> _What you will do_:
Nothing but the listing below, retyped exactly, should appear in the answer.

> _Data supplied_:
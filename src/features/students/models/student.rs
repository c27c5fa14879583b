use chrono::{DateTime, Utc};
use sqlx::FromRow;
use uuid::Uuid;

/// Database model for student
#[derive(Debug, Clone, FromRow)]
pub struct Student {
    pub id: Uuid,
    pub name: String,
    pub roll_number: String,
    pub class_label: String,
    pub email: String,
    pub created_at: DateTime<Utc>,
    pub updated_at: DateTime<Utc>,
}
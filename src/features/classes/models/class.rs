use chrono::{DateTime, Utc};
use sqlx::FromRow;
use uuid::Uuid;

/// Database model for class
#[derive(Debug, Clone, FromRow)]
pub struct Class {
    pub id: Uuid,
    pub name: String,
    pub subject: String,
    pub teacher: String,
    pub created_at: DateTime<Utc>,
    pub updated_at: DateTime<Utc>,
}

> _Answer to this task_:
filename src/features/students/models/student.rs
repository c27c5fa14879583b
use chrono::{DateTime, Utc};
use sqlx::FromRow;
use uuid::Uuid;

/// Database model for student
#[derive(Debug, Clone, FromRow)]
pub struct Student {
    pub id: Uuid,
    pub name: String,
    pub roll_number: String,
    pub class_label: String,
    pub email: String,
    pub created_at: DateTime<Utc>,
    pub updated_at: DateTime<Utc>,
}
filename src/features/classes/models/class.rs
use chrono::{DateTime, Utc};
use sqlx::FromRow;
use uuid::Uuid;

/// Database model for class
#[derive(Debug, Clone, FromRow)]
pub struct Class {
    pub id: Uuid,
    pub name: String,
    pub subject: String,
    pub teacher: String,
    pub created_at: DateTime<Utc>,
    pub updated_at: DateTime<Utc>,
}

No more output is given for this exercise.